(Data items)
• • • • • • •

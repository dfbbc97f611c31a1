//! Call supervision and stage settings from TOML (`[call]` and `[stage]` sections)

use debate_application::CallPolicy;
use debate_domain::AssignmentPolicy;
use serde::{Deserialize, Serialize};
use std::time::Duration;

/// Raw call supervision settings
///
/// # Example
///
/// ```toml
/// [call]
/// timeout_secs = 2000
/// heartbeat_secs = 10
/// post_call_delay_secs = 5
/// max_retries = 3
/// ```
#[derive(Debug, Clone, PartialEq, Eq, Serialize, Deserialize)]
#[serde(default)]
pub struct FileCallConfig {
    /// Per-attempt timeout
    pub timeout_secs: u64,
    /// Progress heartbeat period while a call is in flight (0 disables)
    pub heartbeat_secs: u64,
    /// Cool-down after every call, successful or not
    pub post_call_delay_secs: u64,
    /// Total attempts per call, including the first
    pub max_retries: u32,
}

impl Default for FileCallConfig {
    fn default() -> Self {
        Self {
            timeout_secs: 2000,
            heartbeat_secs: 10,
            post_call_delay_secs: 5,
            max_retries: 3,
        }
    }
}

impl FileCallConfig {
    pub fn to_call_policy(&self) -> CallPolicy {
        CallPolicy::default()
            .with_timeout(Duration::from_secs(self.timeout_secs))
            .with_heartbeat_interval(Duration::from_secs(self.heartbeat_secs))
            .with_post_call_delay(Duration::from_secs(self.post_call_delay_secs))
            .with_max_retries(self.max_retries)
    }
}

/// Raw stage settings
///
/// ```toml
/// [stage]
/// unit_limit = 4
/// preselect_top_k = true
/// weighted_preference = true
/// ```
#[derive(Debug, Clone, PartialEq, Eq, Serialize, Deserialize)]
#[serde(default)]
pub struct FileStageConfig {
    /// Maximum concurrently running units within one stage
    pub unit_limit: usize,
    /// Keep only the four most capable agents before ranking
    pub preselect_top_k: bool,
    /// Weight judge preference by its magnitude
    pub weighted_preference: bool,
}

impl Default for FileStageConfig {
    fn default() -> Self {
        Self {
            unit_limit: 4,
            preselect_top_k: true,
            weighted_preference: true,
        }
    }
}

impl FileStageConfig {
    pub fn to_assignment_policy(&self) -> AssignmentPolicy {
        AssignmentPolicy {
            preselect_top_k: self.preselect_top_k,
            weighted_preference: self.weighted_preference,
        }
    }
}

• • • • • • •

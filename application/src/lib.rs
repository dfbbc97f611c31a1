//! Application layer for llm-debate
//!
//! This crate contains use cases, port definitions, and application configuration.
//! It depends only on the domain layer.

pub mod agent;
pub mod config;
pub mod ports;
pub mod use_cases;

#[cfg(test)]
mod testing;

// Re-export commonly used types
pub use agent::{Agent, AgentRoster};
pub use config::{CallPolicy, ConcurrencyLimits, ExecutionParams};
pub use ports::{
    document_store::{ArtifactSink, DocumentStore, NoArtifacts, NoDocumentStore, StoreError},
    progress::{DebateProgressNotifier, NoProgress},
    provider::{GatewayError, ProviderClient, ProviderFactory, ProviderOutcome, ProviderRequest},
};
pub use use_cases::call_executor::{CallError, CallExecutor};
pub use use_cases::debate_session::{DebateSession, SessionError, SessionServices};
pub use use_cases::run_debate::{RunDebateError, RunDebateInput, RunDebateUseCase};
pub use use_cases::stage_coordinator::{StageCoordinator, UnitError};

• • • • • • •

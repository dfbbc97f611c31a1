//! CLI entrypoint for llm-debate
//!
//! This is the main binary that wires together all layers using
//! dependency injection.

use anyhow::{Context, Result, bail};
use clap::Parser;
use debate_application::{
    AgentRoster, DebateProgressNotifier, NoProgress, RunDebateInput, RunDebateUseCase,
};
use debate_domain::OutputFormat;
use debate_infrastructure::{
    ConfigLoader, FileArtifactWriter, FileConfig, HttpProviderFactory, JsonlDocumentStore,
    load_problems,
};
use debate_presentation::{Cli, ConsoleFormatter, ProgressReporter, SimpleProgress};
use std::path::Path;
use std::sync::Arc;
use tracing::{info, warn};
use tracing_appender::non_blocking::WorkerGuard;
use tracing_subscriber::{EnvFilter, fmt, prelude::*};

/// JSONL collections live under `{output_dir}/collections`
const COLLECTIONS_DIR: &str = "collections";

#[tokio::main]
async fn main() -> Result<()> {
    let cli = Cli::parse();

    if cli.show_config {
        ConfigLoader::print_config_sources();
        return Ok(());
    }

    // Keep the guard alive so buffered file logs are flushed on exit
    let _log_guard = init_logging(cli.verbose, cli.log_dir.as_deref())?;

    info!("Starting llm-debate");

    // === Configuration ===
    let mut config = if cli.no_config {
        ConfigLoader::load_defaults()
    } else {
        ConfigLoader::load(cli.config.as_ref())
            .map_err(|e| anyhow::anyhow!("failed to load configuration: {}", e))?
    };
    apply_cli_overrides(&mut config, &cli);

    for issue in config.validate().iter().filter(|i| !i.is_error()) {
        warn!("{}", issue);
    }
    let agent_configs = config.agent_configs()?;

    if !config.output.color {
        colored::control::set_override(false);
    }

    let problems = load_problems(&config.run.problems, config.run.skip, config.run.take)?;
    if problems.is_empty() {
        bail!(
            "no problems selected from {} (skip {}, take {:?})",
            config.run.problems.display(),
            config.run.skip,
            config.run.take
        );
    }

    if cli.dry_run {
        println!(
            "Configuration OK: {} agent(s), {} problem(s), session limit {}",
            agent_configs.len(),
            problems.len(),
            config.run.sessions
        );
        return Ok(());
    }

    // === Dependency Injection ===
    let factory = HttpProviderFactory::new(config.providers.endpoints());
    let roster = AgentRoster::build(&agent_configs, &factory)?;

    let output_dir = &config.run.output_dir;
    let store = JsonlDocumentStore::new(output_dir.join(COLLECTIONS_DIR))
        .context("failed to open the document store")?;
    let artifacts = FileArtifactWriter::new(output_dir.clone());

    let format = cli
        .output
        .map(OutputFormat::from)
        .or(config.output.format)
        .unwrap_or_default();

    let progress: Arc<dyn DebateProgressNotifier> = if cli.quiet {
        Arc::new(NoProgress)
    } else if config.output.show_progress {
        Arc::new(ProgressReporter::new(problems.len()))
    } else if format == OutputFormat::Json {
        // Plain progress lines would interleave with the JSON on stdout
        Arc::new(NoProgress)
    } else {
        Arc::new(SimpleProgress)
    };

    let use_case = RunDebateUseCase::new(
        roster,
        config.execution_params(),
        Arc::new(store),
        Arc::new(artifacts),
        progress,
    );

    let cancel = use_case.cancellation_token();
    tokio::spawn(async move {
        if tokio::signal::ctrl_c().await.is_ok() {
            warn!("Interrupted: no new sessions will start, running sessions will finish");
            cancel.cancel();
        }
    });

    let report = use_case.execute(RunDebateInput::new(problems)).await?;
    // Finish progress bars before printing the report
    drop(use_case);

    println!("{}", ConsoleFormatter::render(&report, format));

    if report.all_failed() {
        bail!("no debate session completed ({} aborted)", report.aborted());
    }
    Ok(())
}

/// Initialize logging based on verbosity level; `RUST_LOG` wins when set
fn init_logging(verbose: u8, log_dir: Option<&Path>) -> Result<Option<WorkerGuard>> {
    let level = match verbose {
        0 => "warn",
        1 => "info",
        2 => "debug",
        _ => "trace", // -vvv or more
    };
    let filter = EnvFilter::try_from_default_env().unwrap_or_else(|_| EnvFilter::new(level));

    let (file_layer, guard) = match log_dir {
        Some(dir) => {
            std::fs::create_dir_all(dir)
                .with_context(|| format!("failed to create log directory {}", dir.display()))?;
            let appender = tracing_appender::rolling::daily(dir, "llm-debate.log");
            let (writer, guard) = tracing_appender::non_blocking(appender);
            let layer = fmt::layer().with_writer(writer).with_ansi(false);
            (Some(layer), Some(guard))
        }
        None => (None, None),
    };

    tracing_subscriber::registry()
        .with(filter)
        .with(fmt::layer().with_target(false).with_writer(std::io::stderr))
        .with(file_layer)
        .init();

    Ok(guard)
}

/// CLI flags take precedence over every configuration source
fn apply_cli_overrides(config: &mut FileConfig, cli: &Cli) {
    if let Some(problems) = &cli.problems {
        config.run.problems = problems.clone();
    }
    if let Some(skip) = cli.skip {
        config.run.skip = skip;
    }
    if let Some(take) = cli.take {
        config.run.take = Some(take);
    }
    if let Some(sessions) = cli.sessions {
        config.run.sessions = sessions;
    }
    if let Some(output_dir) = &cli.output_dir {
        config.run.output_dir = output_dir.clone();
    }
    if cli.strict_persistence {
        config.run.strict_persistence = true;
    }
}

• • • • • • •

Starting at the line above that holds "let layer = fmt::layer().with_writer(writer).with_ansi(false);" and ending at the line that holds "if let Some(skip)", transcribe each line exactly and include no other lines.

● **Exercise solution**:
            let layer = fmt::layer().with_writer(writer).with_ansi(false);
            (Some(layer), Some(guard))
        }
        None => (None, None),
    };

    tracing_subscriber::registry()
        .with(filter)
        .with(fmt::layer().with_target(false).with_writer(std::io::stderr))
        .with(file_layer)
        .init();

    Ok(guard)
}

/// CLI flags take precedence over every configuration source
fn apply_cli_overrides(config: &mut FileConfig, cli: &Cli) {
    if let Some(problems) = &cli.problems {
        config.run.problems = problems.clone();
    }
    if let Some(skip) = cli.skip {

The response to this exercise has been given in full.